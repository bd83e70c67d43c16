//! Browser storage adapters.

pub mod local_records;
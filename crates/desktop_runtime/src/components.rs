//! Desktop shell UI composition and interaction surfaces.

mod menus;
mod taskbar;
mod window;

use leptos::*;
use system_ui::{DesktopBackdrop, DesktopRoot, DesktopWindowLayer};

use self::{menus::StartMenu, taskbar::DesktopTaskbar, window::DesktopWindow};
use crate::{
    model::{PointerPosition, WindowId},
    reducer::DesktopAction,
    window_manager::visible_windows,
};

pub use crate::runtime_context::{use_desktop_runtime, DesktopProvider, DesktopRuntimeContext};

#[component]
/// Renders the desktop surface, open windows, launcher menu, and taskbar.
pub fn DesktopShell() -> impl IntoView {
    let runtime = use_desktop_runtime();
    let state = runtime.state;
    let interaction = runtime.interaction;

    // Sorted by id so focus changes restack through z-index without moving DOM nodes.
    let visible_ids = move || {
        let mut ids: Vec<WindowId> = interaction.with_untracked(|manager| {
            state.with(|desktop| {
                visible_windows(desktop, manager)
                    .into_iter()
                    .map(|placement| placement.descriptor.id)
                    .collect()
            })
        });
        ids.sort();
        ids
    };

    let on_pointer_move = Callback::new(move |ev: web_sys::PointerEvent| {
        if interaction.with_untracked(|manager| manager.dragging.is_some()) {
            runtime.dispatch_action(DesktopAction::UpdateMove {
                pointer: pointer_from_pointer_event(&ev),
            });
        }
    });
    let on_pointer_end = Callback::new(move |_: web_sys::PointerEvent| {
        if interaction.with_untracked(|manager| manager.dragging.is_some()) {
            runtime.dispatch_action(DesktopAction::EndMove);
        }
    });

    view! {
        <DesktopRoot
            id="desktop-shell-root"
            on_pointermove=on_pointer_move
            on_pointerup=on_pointer_end
            on_pointercancel=on_pointer_end
            on_pointerleave=on_pointer_end
        >
            <DesktopBackdrop>
                <DesktopWindowLayer>
                    <For each=visible_ids key=|id| id.0 let:window_id>
                        <DesktopWindow window_id />
                    </For>
                </DesktopWindowLayer>
                <StartMenu />
            </DesktopBackdrop>

            <DesktopTaskbar />
        </DesktopRoot>
    }
}

fn pointer_from_pointer_event(ev: &web_sys::PointerEvent) -> PointerPosition {
    PointerPosition {
        x: ev.client_x(),
        y: ev.client_y(),
    }
}
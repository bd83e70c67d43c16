use super::*;

fn layout_box(
    base: &'static str,
    kind: &'static str,
    layout_class: Option<&'static str>,
    gap: LayoutGap,
    align: Option<LayoutAlign>,
    children: Children,
) -> HtmlElement<html::Div> {
    html::div()
        .attr("class", merge_layout_class(base, layout_class))
        .attr("data-ui-primitive", "true")
        .attr("data-ui-kind", kind)
        .attr("data-ui-gap", gap.token())
        .attr("data-ui-align", align.map(LayoutAlign::token))
        .child(children())
}

#[component]
/// Column of children.
pub fn Stack(
    #[prop(optional)] gap: LayoutGap,
    #[prop(optional)] align: LayoutAlign,
    #[prop(default = LayoutPadding::None)] padding: LayoutPadding,
    #[prop(optional)] layout_class: Option<&'static str>,
    children: Children,
) -> impl IntoView {
    layout_box("ui-stack", "stack", layout_class, gap, Some(align), children)
        .attr("data-ui-padding", padding.token())
}

#[component]
/// Wrapping row of children, such as form actions or badges.
pub fn Cluster(
    #[prop(optional)] gap: LayoutGap,
    #[prop(default = LayoutAlign::Center)] align: LayoutAlign,
    #[prop(optional)] justify: LayoutJustify,
    #[prop(optional)] layout_class: Option<&'static str>,
    children: Children,
) -> impl IntoView {
    layout_box("ui-cluster", "cluster", layout_class, gap, Some(align), children)
        .attr("data-ui-justify", justify.token())
}

#[component]
/// Two-column grid for form fields and credit rows.
pub fn Grid(
    #[prop(optional)] gap: LayoutGap,
    #[prop(optional)] layout_class: Option<&'static str>,
    children: Children,
) -> impl IntoView {
    layout_box("ui-grid", "grid", layout_class, gap, None, children)
}
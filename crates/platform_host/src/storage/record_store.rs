//! Per-key record collection storage contracts and adapters.
//!
//! Every collection is stored as one JSON array of objects under a string key. Reads tolerate a
//! missing key and malformed content by yielding an empty collection; the fallible `try_*`
//! helpers expose the underlying failure so callers can log it.

use std::{cell::RefCell, collections::HashMap, rc::Rc};

use serde::{de::DeserializeOwned, Serialize};
use thiserror::Error;

#[derive(Debug, Error, Clone, PartialEq, Eq)]
/// Failures surfaced by [`RecordStore`] adapters and the typed collection helpers.
pub enum RecordStoreError {
    /// The backing storage is not reachable on this host.
    #[error("record storage unavailable")]
    Unavailable,
    /// The backing storage rejected a read or write.
    #[error("record storage {operation} failed for `{key}`: {message}")]
    Backend {
        /// Operation that failed (`read` or `write`).
        operation: &'static str,
        /// Collection key involved.
        key: String,
        /// Backend-provided failure description.
        message: String,
    },
    /// Stored content for a collection key is not a valid record array.
    #[error("malformed records under `{key}`: {message}")]
    Malformed {
        /// Collection key involved.
        key: String,
        /// Parser failure description.
        message: String,
    },
    /// Records could not be serialized for writing.
    #[error("failed to serialize records for `{key}`: {message}")]
    Serialize {
        /// Collection key involved.
        key: String,
        /// Serializer failure description.
        message: String,
    },
}

/// Host service storing raw JSON text per collection key.
pub trait RecordStore {
    /// Loads the raw JSON text stored under `key`, if any.
    ///
    /// # Errors
    ///
    /// Returns an error when the backing storage cannot be read.
    fn load_raw(&self, key: &str) -> Result<Option<String>, RecordStoreError>;

    /// Replaces the raw JSON text stored under `key`.
    ///
    /// # Errors
    ///
    /// Returns an error when the backing storage rejects the write.
    fn save_raw(&self, key: &str, raw_json: &str) -> Result<(), RecordStoreError>;
}

#[derive(Debug, Clone, Default)]
/// In-memory record store keyed by collection key.
pub struct MemoryRecordStore {
    inner: Rc<RefCell<HashMap<String, String>>>,
}

impl MemoryRecordStore {
    /// Returns the number of stored collection keys.
    pub fn len(&self) -> usize {
        self.inner.borrow().len()
    }

    /// Returns whether no collection key has been written yet.
    pub fn is_empty(&self) -> bool {
        self.inner.borrow().is_empty()
    }
}

impl RecordStore for MemoryRecordStore {
    fn load_raw(&self, key: &str) -> Result<Option<String>, RecordStoreError> {
        Ok(self.inner.borrow().get(key).cloned())
    }

    fn save_raw(&self, key: &str, raw_json: &str) -> Result<(), RecordStoreError> {
        self.inner
            .borrow_mut()
            .insert(key.to_string(), raw_json.to_string());
        Ok(())
    }
}

/// Returns whether `key` currently holds non-empty content.
///
/// Read failures count as absent.
pub fn has_collection<S: RecordStore + ?Sized>(store: &S, key: &str) -> bool {
    matches!(store.load_raw(key), Ok(Some(raw)) if !raw.trim().is_empty())
}

/// Loads and deserializes the record collection stored under `key`.
///
/// A missing or blank key yields an empty collection.
///
/// # Errors
///
/// Returns an error when the store read fails or the stored text is not a record array.
pub fn try_get_records<S: RecordStore + ?Sized, T: DeserializeOwned>(
    store: &S,
    key: &str,
) -> Result<Vec<T>, RecordStoreError> {
    let Some(raw) = store.load_raw(key)? else {
        return Ok(Vec::new());
    };
    if raw.trim().is_empty() {
        return Ok(Vec::new());
    }
    serde_json::from_str(&raw).map_err(|err| RecordStoreError::Malformed {
        key: key.to_string(),
        message: err.to_string(),
    })
}

/// Loads the record collection stored under `key`, recovering every failure as empty.
pub fn get_records<S: RecordStore + ?Sized, T: DeserializeOwned>(store: &S, key: &str) -> Vec<T> {
    try_get_records(store, key).unwrap_or_default()
}

/// Serializes and saves `records` as the collection stored under `key`.
///
/// # Errors
///
/// Returns an error when serialization or the store write fails.
pub fn try_set_records<S: RecordStore + ?Sized, T: Serialize>(
    store: &S,
    key: &str,
    records: &[T],
) -> Result<(), RecordStoreError> {
    let raw = serde_json::to_string(records).map_err(|err| RecordStoreError::Serialize {
        key: key.to_string(),
        message: err.to_string(),
    })?;
    store.save_raw(key, &raw)
}

/// Saves `records` under `key` and reports whether the write succeeded.
pub fn set_records<S: RecordStore + ?Sized, T: Serialize>(
    store: &S,
    key: &str,
    records: &[T],
) -> bool {
    try_set_records(store, key, records).is_ok()
}

#[cfg(test)]
mod tests {
    use pretty_assertions::assert_eq;

    use super::*;
    use crate::records::CatalogEntry;

    struct FailingStore;

    impl RecordStore for FailingStore {
        fn load_raw(&self, _key: &str) -> Result<Option<String>, RecordStoreError> {
            Err(RecordStoreError::Unavailable)
        }

        fn save_raw(&self, _key: &str, _raw_json: &str) -> Result<(), RecordStoreError> {
            Err(RecordStoreError::Unavailable)
        }
    }

    fn bogota() -> CatalogEntry {
        CatalogEntry {
            id: "1".to_string(),
            name: "Bogotá".to_string(),
            code: "BOG".to_string(),
            is_active: true,
        }
    }

    #[test]
    fn missing_key_reads_as_empty_collection() {
        let store = MemoryRecordStore::default();
        let records: Vec<CatalogEntry> = get_records(&store, "cities");
        assert!(records.is_empty());
        assert!(!has_collection(&store, "cities"));
    }

    #[test]
    fn malformed_content_reads_as_empty_but_reports_through_try() {
        let store = MemoryRecordStore::default();
        store.save_raw("cities", "{not json").expect("save");

        let records: Vec<CatalogEntry> = get_records(&store, "cities");
        assert!(records.is_empty());

        let err = try_get_records::<_, CatalogEntry>(&store, "cities").unwrap_err();
        assert!(matches!(err, RecordStoreError::Malformed { ref key, .. } if key == "cities"));
    }

    #[test]
    fn wrong_shape_is_treated_as_malformed() {
        let store = MemoryRecordStore::default();
        store
            .save_raw("cities", r#"{"id":"1","name":"Bogotá"}"#)
            .expect("save");
        assert!(try_get_records::<_, CatalogEntry>(&store, "cities").is_err());
    }

    #[test]
    fn blank_content_counts_as_absent() {
        let store = MemoryRecordStore::default();
        store.save_raw("cities", "  ").expect("save");
        assert!(!has_collection(&store, "cities"));
        assert_eq!(
            try_get_records::<_, CatalogEntry>(&store, "cities").expect("blank reads"),
            Vec::new()
        );
    }

    #[test]
    fn saved_collection_is_a_camel_case_json_array() {
        let store = MemoryRecordStore::default();
        assert!(set_records(&store, "cities", &[bogota()]));

        let raw = store.load_raw("cities").expect("load").expect("present");
        assert_eq!(
            raw,
            r#"[{"id":"1","name":"Bogotá","code":"BOG","isActive":true}]"#
        );
        let records: Vec<CatalogEntry> = get_records(&store, "cities");
        assert_eq!(records, vec![bogota()]);
    }

    #[test]
    fn failing_backend_recovers_on_read_and_reports_false_on_write() {
        let store = FailingStore;
        let records: Vec<CatalogEntry> = get_records(&store, "cities");
        assert!(records.is_empty());
        assert!(!set_records(&store, "cities", &[bogota()]));
        assert_eq!(
            try_set_records(&store, "cities", &[bogota()]),
            Err(RecordStoreError::Unavailable)
        );
    }
}
use super::*;
use crate::{apps::launcher_entries, icons::content_icon};
use system_ui::{
    ButtonVariant, IconName, LauncherMenu, MenuBackdrop, MenuItem, MenuSeparator, Text, TextRole,
    TextTone,
};

pub(super) fn menu_greeting(username: &str) -> String {
    format!("Bienvenido, {username}")
}

#[component]
pub(super) fn StartMenu() -> impl IntoView {
    let runtime = use_desktop_runtime();
    let state = runtime.state;
    let greeting = store_value(menu_greeting(&runtime.username.get_value()));

    view! {
        <Show when=move || state.with(|d| d.start_menu_open) fallback=|| ()>
            <MenuBackdrop on_dismiss=Callback::new(move |_| {
                runtime.dispatch_action(DesktopAction::CloseStartMenu)
            }) />
            <LauncherMenu layout_class="start-menu" id="desktop-launcher-menu">
                <div class="start-menu-header" data-ui-slot="menu-header">
                    <Text role=TextRole::Title>{greeting.get_value()}</Text>
                    <Text role=TextRole::Caption tone=TextTone::Secondary>
                        "Sistema de Gestión"
                    </Text>
                </div>
                {launcher_entries()
                    .iter()
                    .map(|entry| {
                        let content_type = entry.content_type;
                        view! {
                            <MenuItem
                                icon=content_icon(content_type)
                                on_click=Callback::new(move |_| {
                                    runtime.dispatch_action(DesktopAction::LaunchFromMenu {
                                        content_type,
                                    })
                                })
                            >
                                {entry.launcher_label}
                            </MenuItem>
                        }
                    })
                    .collect_view()}
                <MenuSeparator />
                <MenuItem
                    icon=IconName::SignOut
                    variant=ButtonVariant::Danger
                    on_click=Callback::new(move |_| {
                        runtime.dispatch_action(DesktopAction::EndSession)
                    })
                >
                    "Cerrar Sesión"
                </MenuItem>
            </LauncherMenu>
        </Show>
    }
}

#[cfg(test)]
mod tests {
    use super::*;

    #[test]
    fn greeting_names_the_user() {
        assert_eq!(menu_greeting("admin"), "Bienvenido, admin");
    }
}
//! Reducer actions, side-effect intents, and transition logic for the desktop runtime.

use crate::{
    model::{ContentType, DesktopState, PointerPosition, WindowId},
    registry::{close_window, focus_window, open_window, restore_window, toggle_minimize},
    window_manager::WindowManager,
};

#[derive(Debug, Clone, PartialEq)]
/// Actions accepted by [`reduce_desktop`].
pub enum DesktopAction {
    /// Open a window from the launcher menu and close the menu.
    ///
    /// Opening a content type that already has a window changes nothing but the menu.
    LaunchFromMenu {
        /// Content selected in the menu.
        content_type: ContentType,
    },
    /// Close a window by id.
    CloseWindow {
        /// Window to close.
        window_id: WindowId,
    },
    /// Flip a window between shown and minimized.
    ToggleMinimize {
        /// Window to toggle.
        window_id: WindowId,
    },
    /// Raise a window to the top of the stack.
    FocusWindow {
        /// Window to focus.
        window_id: WindowId,
    },
    /// Taskbar activation: raise the window and restore it if minimized.
    ActivateTaskbarEntry {
        /// Window associated with the taskbar button.
        window_id: WindowId,
    },
    /// Toggle the start menu open/closed.
    ToggleStartMenu,
    /// Close the start menu if open.
    CloseStartMenu,
    /// Begin dragging a window by its title bar.
    BeginMove {
        /// Window being dragged.
        window_id: WindowId,
        /// Pointer position at drag start.
        pointer: PointerPosition,
    },
    /// Update an in-progress window drag.
    UpdateMove {
        /// Current pointer position.
        pointer: PointerPosition,
    },
    /// End the active window drag.
    EndMove,
    /// Discard every window and leave the desktop session.
    EndSession,
}

#[derive(Debug, Clone, Copy, PartialEq, Eq)]
/// Side-effect intents emitted by [`reduce_desktop`] for the shell runtime to execute.
pub enum RuntimeEffect {
    /// Return the site to the logged-out screen.
    EndSession,
}

/// Applies a [`DesktopAction`] to the registry and window manager and collects side effects.
///
/// Actions naming a window id that is not in the registry leave both states unchanged. A drag
/// that outlives its window keeps updating only the position map until it ends.
pub fn reduce_desktop(
    state: &mut DesktopState,
    manager: &mut WindowManager,
    action: DesktopAction,
) -> Vec<RuntimeEffect> {
    let mut effects = Vec::new();
    match action {
        DesktopAction::LaunchFromMenu { content_type } => {
            open_and_pin(state, manager, content_type);
            state.start_menu_open = false;
        }
        DesktopAction::CloseWindow { window_id } => {
            close_window(state, window_id);
        }
        DesktopAction::ToggleMinimize { window_id } => {
            toggle_minimize(state, window_id);
        }
        DesktopAction::FocusWindow { window_id } => {
            focus_window(state, window_id);
        }
        DesktopAction::ActivateTaskbarEntry { window_id } => {
            restore_window(state, window_id);
        }
        DesktopAction::ToggleStartMenu => {
            state.start_menu_open = !state.start_menu_open;
        }
        DesktopAction::CloseStartMenu => {
            state.start_menu_open = false;
        }
        DesktopAction::BeginMove { window_id, pointer } => {
            if let Some(index) = state.window_index(window_id) {
                manager.begin_drag(window_id, index, pointer);
                focus_window(state, window_id);
            }
        }
        DesktopAction::UpdateMove { pointer } => {
            manager.update_drag(pointer);
        }
        DesktopAction::EndMove => {
            manager.end_drag();
        }
        DesktopAction::EndSession => {
            *state = DesktopState::default();
            *manager = WindowManager::default();
            effects.push(RuntimeEffect::EndSession);
        }
    }
    effects
}

fn open_and_pin(state: &mut DesktopState, manager: &mut WindowManager, content_type: ContentType) {
    if let Some(window_id) = open_window(state, content_type) {
        manager.pin_default(window_id, state.windows.iter().map(|w| w.id));
    }
}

————————

_Work task_
Quote the records above exactly, from the first line through the line containing "use leptos::*;", and nothing more.

_Expected answer_
repository bd83e70c67d43c16
//! Browser storage adapters.

pub mod local_records;
filename crates/desktop_runtime/src/components.rs
//! Desktop shell UI composition and interaction surfaces.

mod menus;
mod taskbar;
mod window;

use leptos::*;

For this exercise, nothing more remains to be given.